- **Exercise**
When you reach the records, transcribe all of them exactly.

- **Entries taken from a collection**
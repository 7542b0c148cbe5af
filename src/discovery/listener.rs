//! Console-side announcement listener

use std::net::SocketAddr;
use std::time::Duration;
use tokio::net::UdpSocket;
use tokio::sync::watch;
use tokio_util::sync::CancellationToken;
use tracing::{debug, info, trace, warn};

use super::{Announcement, KnownVehicles, MAX_DATAGRAM_SIZE};
use crate::{LinkError, Result};

/// Receives announcements and feeds the known-vehicle set.
///
/// Every receive is bounded by `receive_timeout` so an idle listener still
/// notices cancellation. Nothing that arrives on the socket can stop the loop.
#[derive(Debug)]
pub struct DiscoveryListener {
    socket: UdpSocket,
    receive_timeout: Duration,
}

impl DiscoveryListener {
    /// Bind the discovery port with `SO_BROADCAST` enabled.
    pub async fn bind(addr: SocketAddr, receive_timeout: Duration) -> Result<Self> {
        let socket = UdpSocket::bind(addr)
            .await
            .map_err(|e| LinkError::transport(format!("discovery bind {addr}"), e))?;
        socket
            .set_broadcast(true)
            .map_err(|e| LinkError::transport("discovery SO_BROADCAST", e))?;
        Ok(Self { socket, receive_timeout })
    }

    pub fn local_addr(&self) -> Result<SocketAddr> {
        self.socket.local_addr().map_err(|e| LinkError::transport("discovery local_addr", e))
    }

    /// Receive until cancelled. Returns the number of valid announcements seen.
    pub async fn run(self, known: watch::Sender<KnownVehicles>, cancel: CancellationToken) -> u64 {
        let mut buf = vec![0u8; MAX_DATAGRAM_SIZE];
        let mut accepted = 0u64;

        info!(addr = ?self.socket.local_addr().ok(), "Listening for vehicle announcements");

        loop {
            if cancel.is_cancelled() {
                break;
            }

            let received = tokio::select! {
                _ = cancel.cancelled() => break,
                received = tokio::time::timeout(self.receive_timeout, self.socket.recv_from(&mut buf)) => received,
            };

            match received {
                Ok(Ok((len, sender))) => {
                    trace!(len, %sender, "Discovery datagram received");
                    match observe(&known, &buf[..len], sender) {
                        Ok(inserted) => {
                            accepted += 1;
                            if inserted {
                                debug!(%sender, "New vehicle discovered");
                            }
                        }
                        Err(e) => warn!(%sender, "{}", e),
                    }
                }
                Ok(Err(e)) => {
                    warn!(error = %e, "Discovery receive error");
                }
                Err(_) => {
                    trace!("Discovery receive timed out, checking liveness");
                }
            }
        }

        debug!(accepted, "Discovery listener stopped");
        accepted
    }
}

/// Parse one datagram and insert the resulting record.
///
/// Returns whether the known set changed; a payload that fails validation is
/// reported as [`LinkError::DiscoveryParse`] and leaves the set untouched.
pub fn observe(
    known: &watch::Sender<KnownVehicles>,
    payload: &[u8],
    sender: SocketAddr,
) -> Result<bool> {
    let record = Announcement::parse(payload)?.into_record(sender.ip());
    Ok(known.send_if_modified(|set| set.insert(record)))
}

/// Bind and run a listener, retrying the bind until cancelled.
///
/// Discovery failures never leave this function.
pub async fn listen(
    addr: SocketAddr,
    receive_timeout: Duration,
    known: watch::Sender<KnownVehicles>,
    cancel: CancellationToken,
) -> u64 {
    loop {
        match DiscoveryListener::bind(addr, receive_timeout).await {
            Ok(listener) => return listener.run(known, cancel).await,
            Err(e) => {
                warn!("{}; retrying in {:?}", e, receive_timeout);
                tokio::select! {
                    _ = cancel.cancelled() => return 0,
                    _ = tokio::time::sleep(receive_timeout) => {}
                }
            }
        }
    }
}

- **Response to the exercise**
repository 7542b0c148cbe5af
filename src/discovery/listener.rs
//! Console-side announcement listener

use std::net::SocketAddr;
use std::time::Duration;
use tokio::net::UdpSocket;
use tokio::sync::watch;
use tokio_util::sync::CancellationToken;
use tracing::{debug, info, trace, warn};

use super::{Announcement, KnownVehicles, MAX_DATAGRAM_SIZE};
use crate::{LinkError, Result};

/// Receives announcements and feeds the known-vehicle set.
///
/// Every receive is bounded by `receive_timeout` so an idle listener still
/// notices cancellation. Nothing that arrives on the socket can stop the loop.
#[derive(Debug)]
pub struct DiscoveryListener {
    socket: UdpSocket,
    receive_timeout: Duration,
}

impl DiscoveryListener {
    /// Bind the discovery port with `SO_BROADCAST` enabled.
    pub async fn bind(addr: SocketAddr, receive_timeout: Duration) -> Result<Self> {
        let socket = UdpSocket::bind(addr)
            .await
            .map_err(|e| LinkError::transport(format!("discovery bind {addr}"), e))?;
        socket
            .set_broadcast(true)
            .map_err(|e| LinkError::transport("discovery SO_BROADCAST", e))?;
        Ok(Self { socket, receive_timeout })
    }

    pub fn local_addr(&self) -> Result<SocketAddr> {
        self.socket.local_addr().map_err(|e| LinkError::transport("discovery local_addr", e))
    }

    /// Receive until cancelled. Returns the number of valid announcements seen.
    pub async fn run(self, known: watch::Sender<KnownVehicles>, cancel: CancellationToken) -> u64 {
        let mut buf = vec![0u8; MAX_DATAGRAM_SIZE];
        let mut accepted = 0u64;

        info!(addr = ?self.socket.local_addr().ok(), "Listening for vehicle announcements");

        loop {
            if cancel.is_cancelled() {
                break;
            }

            let received = tokio::select! {
                _ = cancel.cancelled() => break,
                received = tokio::time::timeout(self.receive_timeout, self.socket.recv_from(&mut buf)) => received,
            };

            match received {
                Ok(Ok((len, sender))) => {
                    trace!(len, %sender, "Discovery datagram received");
                    match observe(&known, &buf[..len], sender) {
                        Ok(inserted) => {
                            accepted += 1;
                            if inserted {
                                debug!(%sender, "New vehicle discovered");
                            }
                        }
                        Err(e) => warn!(%sender, "{}", e),
                    }
                }
                Ok(Err(e)) => {
                    warn!(error = %e, "Discovery receive error");
                }
                Err(_) => {
                    trace!("Discovery receive timed out, checking liveness");
                }
            }
        }

        debug!(accepted, "Discovery listener stopped");
        accepted
    }
}

/// Parse one datagram and insert the resulting record.
///
/// Returns whether the known set changed; a payload that fails validation is
/// reported as [`LinkError::DiscoveryParse`] and leaves the set untouched.
pub fn observe(
    known: &watch::Sender<KnownVehicles>,
    payload: &[u8],
    sender: SocketAddr,
) -> Result<bool> {
    let record = Announcement::parse(payload)?.into_record(sender.ip());
    Ok(known.send_if_modified(|set| set.insert(record)))
}

/// Bind and run a listener, retrying the bind until cancelled.
///
/// Discovery failures never leave this function.
pub async fn listen(
    addr: SocketAddr,
    receive_timeout: Duration,
    known: watch::Sender<KnownVehicles>,
    cancel: CancellationToken,
) -> u64 {
    loop {
        match DiscoveryListener::bind(addr, receive_timeout).await {
            Ok(listener) => return listener.run(known, cancel).await,
            Err(e) => {
                warn!("{}; retrying in {:?}", e, receive_timeout);
                tokio::select! {
                    _ = cancel.cancelled() => return 0,
                    _ = tokio::time::sleep(receive_timeout) => {}
                }
            }
        }
    }
}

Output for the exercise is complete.